I suppose he comes by it honestly, it was instilled in me during my childhood and something I have always carried with me into adulthood. Party stores have long been my favorite place to spend hours finding just the right decor and theme for whatever occasion was upon us so of course my supplies also run deep. I believe there is something magical about decorations- as the two scarecrows smile at me from across the room I am in- that remind us all of the innocent joy we once felt. A joy we all need so badly right now.
This week was a doozy. Life is not normal - even as we try to make it feel that way - it really is not. I know I want nothing more than for life to feel free again but we are not free yet. This pandemic is very real still, very scary and very much not over. The unknown of what the cold weather months will bring as cases rise weigh heavy on us all.

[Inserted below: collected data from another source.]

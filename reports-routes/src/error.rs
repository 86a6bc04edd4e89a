use axum::http::StatusCode;
use engine::error::StatusMapping;

#[derive(Debug, thiserror::Error, PartialEq, Eq)]
pub enum ReportServiceError {
    #[error("report id is empty")]
    IdEmpty,
    #[error("report content is empty")]
    ContentEmpty,
    #[error("report type is empty")]
    TypeEmpty,
    #[error("report type id is empty")]
    TypeIdEmpty,
    #[error("report reason is empty")]
    ReasonEmpty,
    #[error("report status is empty")]
    StatusEmpty,
    #[error("report creator id is empty")]
    CreatorIdEmpty,
    #[error("page must be 1 or greater")]
    InvalidReportPage,
    #[error("size must not be negative")]
    InvalidReportSize,
    #[error("report was not created")]
    ReportNotCreated,
    #[error("report was not updated")]
    ReportNotUpdated,
    #[error("report not found")]
    ReportNotFound,
    #[error("report storage failed")]
    Repository,
}

impl ReportServiceError {
    /// Name of the empty field a validation kind stands for.
    pub fn empty_field(&self) -> Option<&'static str> {
        match self {
            ReportServiceError::IdEmpty => Some("id"),
            ReportServiceError::ContentEmpty => Some("content"),
            ReportServiceError::TypeEmpty => Some("type"),
            ReportServiceError::TypeIdEmpty => Some("type_id"),
            ReportServiceError::ReasonEmpty => Some("reason"),
            ReportServiceError::StatusEmpty => Some("status"),
            ReportServiceError::CreatorIdEmpty => Some("creator_id"),
            _ => None,
        }
    }
}

impl StatusMapping for ReportServiceError {
    fn status(&self) -> StatusCode {
        match self {
            ReportServiceError::IdEmpty
            | ReportServiceError::ContentEmpty
            | ReportServiceError::TypeEmpty
            | ReportServiceError::TypeIdEmpty
            | ReportServiceError::ReasonEmpty
            | ReportServiceError::StatusEmpty
            | ReportServiceError::CreatorIdEmpty
            | ReportServiceError::InvalidReportPage
            | ReportServiceError::InvalidReportSize => StatusCode::UNPROCESSABLE_ENTITY,
            ReportServiceError::ReportNotFound => StatusCode::NOT_FOUND,
            ReportServiceError::ReportNotCreated
            | ReportServiceError::ReportNotUpdated
            | ReportServiceError::Repository => StatusCode::INTERNAL_SERVER_ERROR,
        }
    }
}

And now, we find ourselves back in school, back to spending the majority of the hours of the day trying to oversee and manage a first grader's day, homework and activities while both my husband and I are working full time. Add on rare disease management for two and I can't see straight from 8:00am-8:00 pm each day. I guess it makes sense that life feels impossibly hard right now- like we are stuck in mud and our wheels keep spinning with nowhere to go. And yet, how do any of us adjust to this? How is this sustainable for us all? But do we have any other choice?
No surprise the level of arguing also increased last week. The combined stubbornness that makes both my son and I so capable of living with our rare disease daily is also what leads to unending negotiations and tears. By Friday as the week ended I felt like I had failed. I could never give either my son or my job 100 percent and it felt like I never had a moment that wasn't a battle between the two. It was a spiral that I now realized I had zero chance of winning - in the end I just had to plow through it.
By Friday night as I thought about the weekend I knew what I had to do- decorate! I needed to find joy and re-connect with my son in that feeling. So for two hours Saturday, we opened our halloween decor treasure box, found our favorite smiling witches and mummies and pumpkins and my son ran around the house screaming look at how festive it is! His joy was real and pure and palpable and I was reminded that anything else that happens, all the chaos, challenges, and craziness are what make moments like this worth it.
While a new week feels daunting and I am not sure I have come up with a solution to make it easier,I know that somehow it will be because our house feels a little bit more magical, and even just catching a glimpse of a decoration, brings me back to a simpler moment in time, reminding me to take a deep breath and smile.